- [WHAT THE EXERCISE ASKS] Search the data below for the word "PathBuf" and copy each line that holds it.

- [DATA RECORDS]
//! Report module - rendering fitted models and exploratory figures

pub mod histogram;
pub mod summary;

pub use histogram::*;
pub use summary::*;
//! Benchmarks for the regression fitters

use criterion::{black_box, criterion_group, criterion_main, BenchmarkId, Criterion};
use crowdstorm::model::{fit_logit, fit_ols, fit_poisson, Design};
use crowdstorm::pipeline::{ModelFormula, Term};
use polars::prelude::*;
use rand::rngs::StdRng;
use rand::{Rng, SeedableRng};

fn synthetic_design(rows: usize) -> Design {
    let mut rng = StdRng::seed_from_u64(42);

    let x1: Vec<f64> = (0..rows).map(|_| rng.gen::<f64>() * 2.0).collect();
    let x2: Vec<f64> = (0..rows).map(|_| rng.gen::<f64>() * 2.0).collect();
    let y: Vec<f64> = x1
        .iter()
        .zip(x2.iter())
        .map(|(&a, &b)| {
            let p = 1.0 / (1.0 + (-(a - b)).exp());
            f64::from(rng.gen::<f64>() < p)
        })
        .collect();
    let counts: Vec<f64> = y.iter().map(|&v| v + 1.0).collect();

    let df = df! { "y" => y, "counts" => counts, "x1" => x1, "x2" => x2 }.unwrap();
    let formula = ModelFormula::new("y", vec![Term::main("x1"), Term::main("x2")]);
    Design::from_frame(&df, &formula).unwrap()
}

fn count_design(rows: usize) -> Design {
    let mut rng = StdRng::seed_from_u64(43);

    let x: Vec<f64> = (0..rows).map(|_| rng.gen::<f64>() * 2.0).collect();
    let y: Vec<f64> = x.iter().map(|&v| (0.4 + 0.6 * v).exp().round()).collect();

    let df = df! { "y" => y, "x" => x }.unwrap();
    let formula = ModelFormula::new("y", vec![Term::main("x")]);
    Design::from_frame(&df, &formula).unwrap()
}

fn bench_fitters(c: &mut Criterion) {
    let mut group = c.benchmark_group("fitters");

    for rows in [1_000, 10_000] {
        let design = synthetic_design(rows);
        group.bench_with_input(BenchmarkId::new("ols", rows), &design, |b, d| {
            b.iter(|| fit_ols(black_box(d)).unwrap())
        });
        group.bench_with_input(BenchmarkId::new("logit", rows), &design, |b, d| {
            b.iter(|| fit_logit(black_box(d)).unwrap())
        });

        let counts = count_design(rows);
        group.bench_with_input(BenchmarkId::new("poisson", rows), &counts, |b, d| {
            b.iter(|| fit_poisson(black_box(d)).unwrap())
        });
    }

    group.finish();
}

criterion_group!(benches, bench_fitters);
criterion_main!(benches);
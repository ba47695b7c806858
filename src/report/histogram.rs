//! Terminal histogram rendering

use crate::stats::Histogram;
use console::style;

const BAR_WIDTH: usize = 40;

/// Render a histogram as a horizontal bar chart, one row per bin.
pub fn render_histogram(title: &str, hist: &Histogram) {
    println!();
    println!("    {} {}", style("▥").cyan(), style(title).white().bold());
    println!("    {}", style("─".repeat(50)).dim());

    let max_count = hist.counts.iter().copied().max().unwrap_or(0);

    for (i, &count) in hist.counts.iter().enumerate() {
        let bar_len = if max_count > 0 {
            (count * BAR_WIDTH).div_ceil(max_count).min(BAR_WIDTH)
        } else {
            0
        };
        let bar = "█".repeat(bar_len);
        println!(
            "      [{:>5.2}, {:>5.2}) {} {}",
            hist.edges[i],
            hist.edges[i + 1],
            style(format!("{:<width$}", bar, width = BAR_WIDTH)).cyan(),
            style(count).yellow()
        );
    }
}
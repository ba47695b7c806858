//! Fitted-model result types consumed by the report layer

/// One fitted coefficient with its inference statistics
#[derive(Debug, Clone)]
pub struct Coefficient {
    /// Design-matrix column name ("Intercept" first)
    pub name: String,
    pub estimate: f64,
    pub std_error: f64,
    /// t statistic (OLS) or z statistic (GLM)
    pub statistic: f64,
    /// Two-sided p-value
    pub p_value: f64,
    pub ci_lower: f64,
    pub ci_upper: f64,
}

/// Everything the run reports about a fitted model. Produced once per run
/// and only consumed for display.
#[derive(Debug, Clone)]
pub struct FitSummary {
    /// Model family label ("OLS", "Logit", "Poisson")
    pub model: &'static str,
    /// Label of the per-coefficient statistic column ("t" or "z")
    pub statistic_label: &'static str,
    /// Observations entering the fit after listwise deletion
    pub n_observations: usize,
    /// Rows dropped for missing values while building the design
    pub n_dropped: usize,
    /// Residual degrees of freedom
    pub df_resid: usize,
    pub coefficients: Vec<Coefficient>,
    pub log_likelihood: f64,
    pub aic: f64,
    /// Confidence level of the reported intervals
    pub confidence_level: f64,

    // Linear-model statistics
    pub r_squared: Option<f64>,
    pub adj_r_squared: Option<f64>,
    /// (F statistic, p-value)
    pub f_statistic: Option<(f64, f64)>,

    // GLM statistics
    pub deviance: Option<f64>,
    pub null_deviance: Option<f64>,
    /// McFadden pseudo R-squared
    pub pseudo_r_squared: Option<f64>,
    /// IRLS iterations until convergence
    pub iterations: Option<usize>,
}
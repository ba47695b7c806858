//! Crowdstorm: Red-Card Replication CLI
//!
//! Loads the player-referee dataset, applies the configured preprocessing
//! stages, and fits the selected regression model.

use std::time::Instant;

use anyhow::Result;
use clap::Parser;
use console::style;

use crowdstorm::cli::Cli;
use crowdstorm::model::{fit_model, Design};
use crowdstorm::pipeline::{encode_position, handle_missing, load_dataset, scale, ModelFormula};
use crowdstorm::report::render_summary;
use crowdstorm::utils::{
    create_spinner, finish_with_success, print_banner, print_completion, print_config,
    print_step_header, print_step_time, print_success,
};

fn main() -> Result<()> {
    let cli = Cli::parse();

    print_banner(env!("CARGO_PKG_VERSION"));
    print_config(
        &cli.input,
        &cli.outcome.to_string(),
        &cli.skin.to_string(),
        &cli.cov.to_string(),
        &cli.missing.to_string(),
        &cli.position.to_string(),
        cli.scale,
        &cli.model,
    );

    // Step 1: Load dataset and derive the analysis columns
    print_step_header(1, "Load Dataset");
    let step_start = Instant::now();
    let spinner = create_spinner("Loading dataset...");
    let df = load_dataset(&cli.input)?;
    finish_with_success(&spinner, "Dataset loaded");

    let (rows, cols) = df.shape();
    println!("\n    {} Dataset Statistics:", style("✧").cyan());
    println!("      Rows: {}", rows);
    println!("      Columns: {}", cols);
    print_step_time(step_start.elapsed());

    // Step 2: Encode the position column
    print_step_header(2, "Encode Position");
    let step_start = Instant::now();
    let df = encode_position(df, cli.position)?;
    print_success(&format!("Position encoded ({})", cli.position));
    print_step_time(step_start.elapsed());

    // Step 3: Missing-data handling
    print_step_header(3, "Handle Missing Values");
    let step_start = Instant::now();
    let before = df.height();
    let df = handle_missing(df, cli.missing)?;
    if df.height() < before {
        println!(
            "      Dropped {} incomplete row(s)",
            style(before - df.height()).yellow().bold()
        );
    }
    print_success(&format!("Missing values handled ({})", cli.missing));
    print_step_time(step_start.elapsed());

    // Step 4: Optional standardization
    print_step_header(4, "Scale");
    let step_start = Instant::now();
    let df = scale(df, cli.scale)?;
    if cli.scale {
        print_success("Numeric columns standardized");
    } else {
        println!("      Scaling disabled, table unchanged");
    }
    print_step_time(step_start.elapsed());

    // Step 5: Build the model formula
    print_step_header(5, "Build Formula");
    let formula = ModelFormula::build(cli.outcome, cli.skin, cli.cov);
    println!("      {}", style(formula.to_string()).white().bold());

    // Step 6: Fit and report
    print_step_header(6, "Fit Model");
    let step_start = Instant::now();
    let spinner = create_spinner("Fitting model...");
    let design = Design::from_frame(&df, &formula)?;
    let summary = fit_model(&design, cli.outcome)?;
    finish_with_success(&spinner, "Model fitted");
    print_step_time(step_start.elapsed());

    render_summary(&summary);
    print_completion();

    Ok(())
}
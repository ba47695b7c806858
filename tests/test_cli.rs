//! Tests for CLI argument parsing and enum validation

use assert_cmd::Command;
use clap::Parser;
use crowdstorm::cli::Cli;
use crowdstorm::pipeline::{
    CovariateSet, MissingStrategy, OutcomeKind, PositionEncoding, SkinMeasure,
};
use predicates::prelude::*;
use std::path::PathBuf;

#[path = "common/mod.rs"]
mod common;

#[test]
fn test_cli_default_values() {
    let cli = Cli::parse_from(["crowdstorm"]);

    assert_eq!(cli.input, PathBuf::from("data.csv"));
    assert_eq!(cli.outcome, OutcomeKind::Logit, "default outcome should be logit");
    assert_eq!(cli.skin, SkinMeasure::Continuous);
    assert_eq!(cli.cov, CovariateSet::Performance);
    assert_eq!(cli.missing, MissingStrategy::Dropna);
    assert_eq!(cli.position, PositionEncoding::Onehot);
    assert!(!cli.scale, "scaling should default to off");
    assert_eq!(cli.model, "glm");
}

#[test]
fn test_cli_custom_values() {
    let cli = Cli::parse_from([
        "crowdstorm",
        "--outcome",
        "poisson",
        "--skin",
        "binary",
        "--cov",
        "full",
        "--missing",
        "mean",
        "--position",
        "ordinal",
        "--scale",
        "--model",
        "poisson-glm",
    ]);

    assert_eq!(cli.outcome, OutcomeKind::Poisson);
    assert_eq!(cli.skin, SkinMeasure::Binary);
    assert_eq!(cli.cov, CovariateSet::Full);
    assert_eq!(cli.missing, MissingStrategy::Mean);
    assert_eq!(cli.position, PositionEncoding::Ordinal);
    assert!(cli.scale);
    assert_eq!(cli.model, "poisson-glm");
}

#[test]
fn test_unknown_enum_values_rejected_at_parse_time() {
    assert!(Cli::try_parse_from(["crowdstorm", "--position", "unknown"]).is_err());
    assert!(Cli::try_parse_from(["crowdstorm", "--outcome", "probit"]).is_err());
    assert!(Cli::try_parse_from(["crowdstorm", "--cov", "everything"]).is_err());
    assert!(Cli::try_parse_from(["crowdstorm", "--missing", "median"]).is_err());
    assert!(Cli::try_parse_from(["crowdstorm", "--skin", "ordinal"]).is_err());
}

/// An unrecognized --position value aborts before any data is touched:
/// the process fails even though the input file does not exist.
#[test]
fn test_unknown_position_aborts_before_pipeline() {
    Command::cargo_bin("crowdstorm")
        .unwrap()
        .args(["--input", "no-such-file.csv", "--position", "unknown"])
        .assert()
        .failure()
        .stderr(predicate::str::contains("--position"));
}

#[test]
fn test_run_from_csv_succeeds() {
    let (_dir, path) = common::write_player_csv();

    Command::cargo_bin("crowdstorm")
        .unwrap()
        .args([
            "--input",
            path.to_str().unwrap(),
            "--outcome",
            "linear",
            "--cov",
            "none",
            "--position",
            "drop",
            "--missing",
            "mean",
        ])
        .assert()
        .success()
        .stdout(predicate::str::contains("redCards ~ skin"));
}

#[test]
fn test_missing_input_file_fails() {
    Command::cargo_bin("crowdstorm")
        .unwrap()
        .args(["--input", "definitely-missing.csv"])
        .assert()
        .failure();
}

- [ANSWER SPACE]
use std::path::PathBuf;
    assert_eq!(cli.input, PathBuf::from("data.csv"));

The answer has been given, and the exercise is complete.